Staying active at work sounds like an oxymoron. Do you suffer from the sitting disease?
Take a moment to consider how many hours a day you spend sitting. The commute to work, the 8+ hour desk job, the commute home, the time spent on the couch for some well-deserved relaxation time after a long day. Most people find that they spend more time sitting than they do standing or moving throughout their day.
The amount of time you spend sitting can be putting you at risk. Physical inactivity increases your risk of developing health issues such as heart disease, diabetes, cancer and obesity. For those with a desk-dwelling job, it may seem impossible to stay active during your 8+-hour workday but small steps in fighting against inactivity can lead to big steps for improving your health.

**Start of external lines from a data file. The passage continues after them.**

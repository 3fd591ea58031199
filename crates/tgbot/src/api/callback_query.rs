//! Incoming callback query from an inline keyboard button
//! [More info](https://core.telegram.org/bots/api#callbackquery)
use crate::api::callbacks::answer::*;
use crate::api::chats::*;
use crate::api::games::*;
use crate::api::messages::*;
use crate::api::types::*;
use crate::bot::callback_data::{CallbackDataCache, Resolution};
use crate::bot::pending::PendingCall;
use crate::bot::{Bot, Requester};
use crate::error::{BotError, CallbackDataError, Result};
use serde::{Deserialize, Serialize};
use serde_json::Value;
use std::hash::{Hash, Hasher};
use tracing::{debug, warn};

/// Data attached to the pressed button
///
/// Serialized as a plain string in both cases.
#[derive(Serialize, Deserialize, Clone, Debug, PartialEq, Eq, Hash)]
#[serde(untagged)]
pub enum CallbackData {
    /// Data as sent by Telegram or the payload recovered from a signed token
    Payload(String),
    /// Signed token whose key is not in the cache, only produced when
    /// validation is disabled
    Invalid(String),
}

impl CallbackData {
    /// Raw string regardless of the variant
    pub fn as_str(&self) -> &str {
        match self {
            CallbackData::Payload(data) | CallbackData::Invalid(data) => data,
        }
    }

    /// Payload, `None` for [`CallbackData::Invalid`]
    pub fn payload(&self) -> Option<&str> {
        match self {
            CallbackData::Payload(data) => Some(data),
            CallbackData::Invalid(_) => None,
        }
    }

    pub fn is_invalid(&self) -> bool {
        matches!(self, CallbackData::Invalid(_))
    }
}

impl From<String> for CallbackData {
    fn from(data: String) -> Self {
        CallbackData::Payload(data)
    }
}

impl From<&str> for CallbackData {
    fn from(data: &str) -> Self {
        CallbackData::Payload(data.to_string())
    }
}

/// Callback query
///
/// Either `message` or `inline_message_id` is present, depending on whether
/// the keyboard was attached to a chat message or to an inline message.
///
/// Two queries are equal when their `id` is equal, other fields are ignored.
#[derive(Serialize, Deserialize, Clone, Debug)]
pub struct CallbackQuery {
    pub id: String,
    pub from: User,
    pub chat_instance: String,
    #[serde(default, skip_serializing_if = "Option::is_none")]
    pub message: Option<Message>,
    #[serde(default, skip_serializing_if = "Option::is_none")]
    pub inline_message_id: Option<String>,
    #[serde(default, skip_serializing_if = "Option::is_none")]
    pub data: Option<CallbackData>,
    #[serde(default, skip_serializing_if = "Option::is_none")]
    pub game_short_name: Option<String>,
}

impl PartialEq for CallbackQuery {
    fn eq(&self, other: &Self) -> bool {
        self.id == other.id
    }
}

impl Eq for CallbackQuery {}

impl Hash for CallbackQuery {
    fn hash<H: Hasher>(&self, state: &mut H) {
        self.id.hash(state);
    }
}

/// Request types whose target is either a chat message or an inline message
trait MessageTarget: Sized {
    fn with_chat_message(self, chat_id: ChatId, message_id: i64) -> Self;
    fn with_inline_message(self, inline_message_id: String) -> Self;
}

macro_rules! impl_message_target {
    ($($Rq:ty),* $(,)?) => {
        $(
            impl MessageTarget for $Rq {
                fn with_chat_message(self, chat_id: ChatId, message_id: i64) -> Self {
                    self.with_chat_id(chat_id).with_message_id(message_id)
                }

                fn with_inline_message(self, inline_message_id: String) -> Self {
                    self.with_inline_message_id(inline_message_id)
                }
            }
        )*
    };
}

impl_message_target!(
    RequestEditMessageText,
    RequestEditMessageCaption,
    RequestEditMessageReplyMarkup,
    RequestEditMessageMedia,
    RequestEditMessageLiveLocation,
    RequestStopMessageLiveLocation,
    RequestSetGameScore,
    RequestGetGameHighScores,
);

impl CallbackQuery {
    /// Deserialize a callback query received from Telegram
    ///
    /// When `bot` has a callback data cache, signed data is replaced with
    /// the original payload and the inline keyboard of the attached message
    /// is resolved as far as possible.
    ///
    /// ## Errors
    /// - `BotError::Serialization` - `value` does not match the schema
    /// - `BotError::InvalidCallbackData` - signed data failed validation
    #[tracing::instrument(skip(value, bot))]
    pub fn de_json(value: Value, bot: &Bot) -> Result<Self> {
        let mut query: Self = serde_json::from_value(value)?;
        debug!("Callback query {} deserialized", query.id);
        if let Some(cache) = bot.callback_data_cache() {
            query.resolve_callback_data(cache)?;
        }
        Ok(query)
    }

    /// Same as [`Self::de_json`] for a raw JSON string
    pub fn from_json_str(json: &str, bot: &Bot) -> Result<Self> {
        Self::de_json(serde_json::from_str(json)?, bot)
    }

    /// Resolve signed `data` through `cache`
    ///
    /// - unsigned data is kept as is
    /// - a known token is replaced with its payload
    /// - with validation disabled an unknown token becomes [`CallbackData::Invalid`]
    ///
    /// ## Errors
    /// - `BotError::InvalidCallbackData` - token failed validation, carries the raw data
    /// - `BotError::CallbackData` - cache lock is poisoned
    pub fn resolve_callback_data(&mut self, cache: &CallbackDataCache) -> Result<()> {
        let chat_id = self.message.as_ref().map(Message::chat_id);

        if let Some(CallbackData::Payload(raw)) = self.data.clone() {
            match cache.resolve(&raw, chat_id) {
                Ok(Resolution::Found(payload)) => {
                    debug!("Callback data of query {} resolved", self.id);
                    self.data = Some(CallbackData::Payload(payload));
                }
                Ok(Resolution::NotSigned) => {}
                Ok(Resolution::Missing) => {
                    debug!("Callback data of query {} is unknown", self.id);
                    self.data = Some(CallbackData::Invalid(raw));
                }
                Err(CallbackDataError::LockPoisoned) => {
                    return Err(CallbackDataError::LockPoisoned.into());
                }
                Err(e) => {
                    warn!("Invalid callback data in query {}: {}", self.id, e);
                    return Err(BotError::InvalidCallbackData(raw));
                }
            }
        }

        if let Some(markup) = self
            .message
            .as_mut()
            .and_then(|message| message.reply_markup.as_mut())
        {
            let resolved = markup.resolve_callback_data(cache, chat_id);
            debug!("Resolved {} buttons of the attached keyboard", resolved);
        }
        Ok(())
    }

    /// Serialize into a JSON object using Telegram field names,
    /// absent fields are omitted
    pub fn to_dict(&self) -> Result<Value> {
        serde_json::to_value(self).map_err(BotError::from)
    }

    pub fn to_json(&self) -> Result<String> {
        serde_json::to_string(self).map_err(BotError::from)
    }

    /// Data of the pressed button as a string
    pub fn data_str(&self) -> Option<&str> {
        self.data.as_ref().map(CallbackData::as_str)
    }

    /// Chat of the attached message
    pub fn chat_id(&self) -> Option<i64> {
        self.message.as_ref().map(Message::chat_id)
    }

    pub fn message_id(&self) -> Option<i64> {
        self.message.as_ref().map(|message| message.message_id)
    }

    /// Whether the keyboard belongs to an inline message
    pub fn is_inline(&self) -> bool {
        self.inline_message_id.is_some()
    }

    /// Fill the target of `request`: the inline message when there is one,
    /// otherwise the attached chat message
    fn target<Rq: MessageTarget>(&self, request: Rq) -> Result<Rq> {
        if let Some(inline_message_id) = &self.inline_message_id {
            return Ok(request.with_inline_message(inline_message_id.clone()));
        }
        match &self.message {
            Some(message) => Ok(request.with_chat_message(
                ChatId::Integer(message.chat_id()),
                message.message_id,
            )),
            None => Err(BotError::Validation(format!(
                "Callback query {} has neither message nor inline_message_id",
                self.id
            ))),
        }
    }

    fn require_message(&self, method: &'static str) -> Result<&Message> {
        self.message
            .as_ref()
            .ok_or(BotError::InlineUnsupported(method))
    }

    /// `answerCallbackQuery` for this query
    pub fn answer<'a, R: Requester>(
        &self,
        bot: &'a R,
    ) -> PendingCall<'a, R, RequestAnswerCallbackQuery> {
        PendingCall::new(bot, RequestAnswerCallbackQuery::new(self.id.clone()))
    }

    /// `editMessageText` on the message the keyboard belongs to
    pub fn edit_message_text<'a, R: Requester>(
        &self,
        bot: &'a R,
        text: impl Into<String>,
    ) -> Result<PendingCall<'a, R, RequestEditMessageText>> {
        let request = self.target(RequestEditMessageText::new(text.into()))?;
        Ok(PendingCall::new(bot, request))
    }

    /// `editMessageCaption` on the message the keyboard belongs to, `None`
    /// removes the caption
    pub fn edit_message_caption<'a, R: Requester>(
        &self,
        bot: &'a R,
        caption: Option<String>,
    ) -> Result<PendingCall<'a, R, RequestEditMessageCaption>> {
        let mut request = self.target(RequestEditMessageCaption::new(()))?;
        request.caption = caption;
        Ok(PendingCall::new(bot, request))
    }

    /// `editMessageReplyMarkup`, `None` removes the keyboard
    pub fn edit_message_reply_markup<'a, R: Requester>(
        &self,
        bot: &'a R,
        reply_markup: Option<InlineKeyboardMarkup>,
    ) -> Result<PendingCall<'a, R, RequestEditMessageReplyMarkup>> {
        let mut request = self.target(RequestEditMessageReplyMarkup::new(()))?;
        request.reply_markup = reply_markup;
        Ok(PendingCall::new(bot, request))
    }

    pub fn edit_message_media<'a, R: Requester>(
        &self,
        bot: &'a R,
        media: InputMedia,
    ) -> Result<PendingCall<'a, R, RequestEditMessageMedia>> {
        let request = self.target(RequestEditMessageMedia::new(media))?;
        Ok(PendingCall::new(bot, request))
    }

    pub fn edit_message_live_location<'a, R: Requester>(
        &self,
        bot: &'a R,
        latitude: f64,
        longitude: f64,
    ) -> Result<PendingCall<'a, R, RequestEditMessageLiveLocation>> {
        let request = self.target(RequestEditMessageLiveLocation::new((latitude, longitude)))?;
        Ok(PendingCall::new(bot, request))
    }

    pub fn stop_message_live_location<'a, R: Requester>(
        &self,
        bot: &'a R,
    ) -> Result<PendingCall<'a, R, RequestStopMessageLiveLocation>> {
        let request = self.target(RequestStopMessageLiveLocation::new(()))?;
        Ok(PendingCall::new(bot, request))
    }

    /// `setGameScore` for the game message the keyboard belongs to
    pub fn set_game_score<'a, R: Requester>(
        &self,
        bot: &'a R,
        user_id: i64,
        score: i64,
    ) -> Result<PendingCall<'a, R, RequestSetGameScore>> {
        let request = self.target(RequestSetGameScore::new((user_id, score)))?;
        Ok(PendingCall::new(bot, request))
    }

    pub fn get_game_high_scores<'a, R: Requester>(
        &self,
        bot: &'a R,
        user_id: i64,
    ) -> Result<PendingCall<'a, R, RequestGetGameHighScores>> {
        let request = self.target(RequestGetGameHighScores::new(user_id))?;
        Ok(PendingCall::new(bot, request))
    }

    /// `deleteMessage` for the attached message
    ///
    /// ## Errors
    /// - `BotError::InlineUnsupported` - the keyboard belongs to an inline message
    pub fn delete_message<'a, R: Requester>(
        &self,
        bot: &'a R,
    ) -> Result<PendingCall<'a, R, RequestDeleteMessage>> {
        let message = self.require_message(RequestDeleteMessage::METHOD)?;
        let request =
            RequestDeleteMessage::new((ChatId::Integer(message.chat_id()), message.message_id));
        Ok(PendingCall::new(bot, request))
    }

    /// `pinChatMessage` for the attached message
    ///
    /// ## Errors
    /// - `BotError::InlineUnsupported` - the keyboard belongs to an inline message
    pub fn pin_message<'a, R: Requester>(
        &self,
        bot: &'a R,
    ) -> Result<PendingCall<'a, R, RequestPinChatMessage>> {
        let message = self.require_message(RequestPinChatMessage::METHOD)?;
        let request =
            RequestPinChatMessage::new((ChatId::Integer(message.chat_id()), message.message_id));
        Ok(PendingCall::new(bot, request))
    }

    /// `unpinChatMessage` for the attached message
    ///
    /// ## Errors
    /// - `BotError::InlineUnsupported` - the keyboard belongs to an inline message
    pub fn unpin_message<'a, R: Requester>(
        &self,
        bot: &'a R,
    ) -> Result<PendingCall<'a, R, RequestUnpinChatMessage>> {
        let message = self.require_message(RequestUnpinChatMessage::METHOD)?;
        let request = RequestUnpinChatMessage::new(ChatId::Integer(message.chat_id()))
            .with_message_id(message.message_id);
        Ok(PendingCall::new(bot, request))
    }

    /// `copyMessage` of the attached message to `chat_id`
    ///
    /// ## Errors
    /// - `BotError::InlineUnsupported` - the keyboard belongs to an inline message
    pub fn copy_message<'a, R: Requester>(
        &self,
        bot: &'a R,
        chat_id: impl Into<ChatId>,
    ) -> Result<PendingCall<'a, R, RequestCopyMessage>> {
        let message = self.require_message(RequestCopyMessage::METHOD)?;
        let request = RequestCopyMessage::new((
            chat_id.into(),
            ChatId::Integer(message.chat_id()),
            message.message_id,
        ));
        Ok(PendingCall::new(bot, request))
    }
}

Here are 8 ways to sneak in physical activity during your primarily inactive workday.
1. Take the Extra Step
For many people walking or riding a bike to work isn’t feasible. If you can’t avoid driving to work try parking at a distant parking spot. There are a couple upsides to this; you won’t be fighting other drivers for a close parking spot and you will be able to get a few minutes of extra walking in before and after work.
2. Stair Trade
Trade the long wait for the elevator and the stuffy ride up to your floor for a nice leisurely stroll up the stairs to your office. Do you work on a top floor? Take the elevator halfway up and then take the stairs the rest of the way!
3. Walk the Talk
Business meetings are inevitable. Sure some meetings must be done at a desk or behind a computer but not all of them do. Turn your meeting mobile! A walking meeting is a great way for you and your coworkers to get moving plus physical activity also helps activate the brain. Hello active and productive meeting! If you have a quick question for a coworker in the office go old school and walk over to their desk and ask them instead of sending an email, you’d be surprised how quickly those steps add up.
4. Take a Stand
When you get sucked into work it’s easy to lose track of time. Set hourly alarms on your phone to remind you to get up and move. A simple walking lap around the office is better than gluing yourself to your office chair.
5. Re-think Your Lunch Break
Lunch breaks are important. They give you time to refuel your body, recharge your brain and it also gives you a good opportunity to get active. If you have a corporate gym or a gym near by take half of your lunch break to get a quick sweat in. If you don’t have enough time for a good sweat sesh trade the time you use scrolling through your Instagram or Facebook feeds in for physical activity. Better yet, walk and scroll! Again, small steps add up quickly.
6. 7th Inning Stretch
Computer posture can get the best of us. At first we are conscious of our posture but by the end of the day we are tired, not paying a close attention and our posture suffers the consequences. This can lead to back pain throughout the day and beyond. Best way to combat that is to take the time to do a mid-day stretch. I’ve recorded 3 easy stretches that can be done anywhere.
7. Make it Challenging
Even if we deny it, we all have a little competitive edge. Gather some co-workers and start an office fitness challenge. There are plenty of ways to make activity fun. You can start with a friendly competition to see who can get the most steps in a day or make a rule that every hour you have to do 10 jumping jacks, squats or pushups. Getting others involved will help keep you motivated and everyone can hold each other accountable.
8. Don’t Wait, Move
If you’re waiting for the printer, the microwave or even an email response use that time you spend waiting to get active. Do simple exercises like calf raises, lunges or squats while you wait. Side note: if you get others involved in an office fitness challenge they won’t think it’s strange if they walk by the copy room and see you doing lunges!
Sure, your workday may be long but it doesn’t have to halt your goal of getting physically active; simple changes go a long way!